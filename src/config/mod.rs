//! Configuration Module - TOML-based Feed Configuration
//!
//! Loads and validates configuration from `config.toml`. Endpoints,
//! instrument lists and failover thresholds are externalized here -
//! nothing is hardcoded in the domain layer. Sections that belong to
//! a specific adapter or use case deserialize into that module's own
//! config struct.

pub mod loader;

use serde::Deserialize;

use crate::adapters::sources::simulated::SimulatedConfig;
use crate::adapters::sources::socket::SocketConfig;
use crate::adapters::sources::terminal::TerminalConfig;
use crate::domain::tick::{Instrument, SourceId};
use crate::usecases::chart_cache::CacheConfig;
use crate::usecases::failover::FailoverConfig;

/// Top-level feed configuration.
///
/// Loaded from `config.toml` at startup and validated before any
/// task is spawned.
#[derive(Debug, Clone, Deserialize)]
pub struct AppConfig {
    /// Service identity and logging.
    #[serde(default)]
    pub app: ServiceConfig,
    /// Provider priority, instruments and failover thresholds.
    pub feed: FeedConfig,
    /// Terminal gateway endpoint.
    #[serde(default)]
    pub terminal: TerminalConfig,
    /// WebSocket feed endpoint.
    #[serde(default)]
    pub socket: SocketConfig,
    /// Simulator parameters.
    #[serde(default)]
    pub simulated: SimulatedConfig,
    /// Price stream sizing.
    #[serde(default)]
    pub stream: StreamConfig,
    /// Chart cache bounds.
    #[serde(default)]
    pub cache: CacheConfig,
    /// Indicator bar interval and engine parameters.
    #[serde(default)]
    pub indicators: IndicatorConfig,
    /// State snapshot storage.
    #[serde(default)]
    pub persistence: PersistenceConfig,
}

/// Service identity configuration.
#[derive(Debug, Clone, Deserialize)]
pub struct ServiceConfig {
    /// Human-readable service name.
    #[serde(default = "default_name")]
    pub name: String,
    /// Log level (trace, debug, info, warn, error).
    #[serde(default = "default_log_level")]
    pub log_level: String,
}

impl Default for ServiceConfig {
    fn default() -> Self {
        Self {
            name: default_name(),
            log_level: default_log_level(),
        }
    }
}

/// Feed composition: which providers, in which order, for which pairs.
#[derive(Debug, Clone, Deserialize)]
pub struct FeedConfig {
    /// Providers in descending priority. The simulator must be last:
    /// it is the only provider that cannot fail.
    #[serde(default = "default_priority")]
    pub priority: Vec<SourceId>,
    /// Currency pairs to subscribe, e.g. "EURUSD".
    pub instruments: Vec<Instrument>,
    /// Staleness/failover thresholds and reconnect backoff.
    #[serde(flatten)]
    pub failover: FailoverConfig,
}

fn default_priority() -> Vec<SourceId> {
    vec![SourceId::Terminal, SourceId::Socket, SourceId::Simulated]
}

/// Price stream sizing.
#[derive(Debug, Clone, Deserialize)]
pub struct StreamConfig {
    /// Per-subscriber buffer; overflow drops that subscriber's oldest.
    #[serde(default = "default_capacity")]
    pub capacity: usize,
}

fn default_capacity() -> usize {
    4_096
}

impl Default for StreamConfig {
    fn default() -> Self {
        Self {
            capacity: default_capacity(),
        }
    }
}

/// Indicator pipeline configuration.
#[derive(Debug, Clone, Deserialize)]
pub struct IndicatorConfig {
    /// Bar interval the indicators run on, in seconds.
    #[serde(default = "default_bar_interval_secs")]
    pub bar_interval_secs: u64,
    /// Heikin-Ashi primary smoothing length.
    #[serde(default = "default_bias_primary_len")]
    pub bias_primary_len: u32,
    /// Heikin-Ashi secondary smoothing length.
    #[serde(default = "default_bias_secondary_len")]
    pub bias_secondary_len: u32,
    /// ATR lookback for the super trend.
    #[serde(default = "default_atr_period")]
    pub atr_period: u32,
    /// ATR band multiplier for the super trend.
    #[serde(default = "default_atr_multiplier")]
    pub atr_multiplier: f64,
}

fn default_bar_interval_secs() -> u64 {
    900
}

fn default_bias_primary_len() -> u32 {
    300
}

fn default_bias_secondary_len() -> u32 {
    30
}

fn default_atr_period() -> u32 {
    10
}

fn default_atr_multiplier() -> f64 {
    3.0
}

impl Default for IndicatorConfig {
    fn default() -> Self {
        Self {
            bar_interval_secs: default_bar_interval_secs(),
            bias_primary_len: default_bias_primary_len(),
            bias_secondary_len: default_bias_secondary_len(),
            atr_period: default_atr_period(),
            atr_multiplier: default_atr_multiplier(),
        }
    }
}

/// State snapshot storage configuration.
#[derive(Debug, Clone, Deserialize)]
pub struct PersistenceConfig {
    /// Directory for indicator state snapshots.
    #[serde(default = "default_data_dir")]
    pub data_dir: String,
    /// Shutdown grace for in-flight state writes, in milliseconds.
    #[serde(default = "default_write_grace_ms")]
    pub write_grace_ms: u64,
}

fn default_data_dir() -> String {
    "data".to_string()
}

fn default_write_grace_ms() -> u64 {
    2_000
}

impl Default for PersistenceConfig {
    fn default() -> Self {
        Self {
            data_dir: default_data_dir(),
            write_grace_ms: default_write_grace_ms(),
        }
    }
}

fn default_name() -> String {
    "fx-failover-feed".to_string()
}

fn default_log_level() -> String {
    "info".to_string()
}
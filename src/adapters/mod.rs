//! Adapters Layer - Hexagonal Architecture Outer Ring
//!
//! Implements the port traits defined in `crate::ports` with concrete
//! external dependencies (TCP sessions, WebSockets, file I/O). Each
//! sub-module groups adapters by infrastructure concern.
//!
//! Adapter categories:
//! - `sources`: upstream price providers (terminal, socket, simulator)
//! - `persistence`: atomic JSON indicator-state snapshots

pub mod persistence;
pub mod sources;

□ □ □ □ □ □ □

__ABOUT THIS EXERCISE__.
When a line above contains the string "super", copy that line.

__ANSWER__.
    /// ATR lookback for the super trend.
    /// ATR band multiplier for the super trend.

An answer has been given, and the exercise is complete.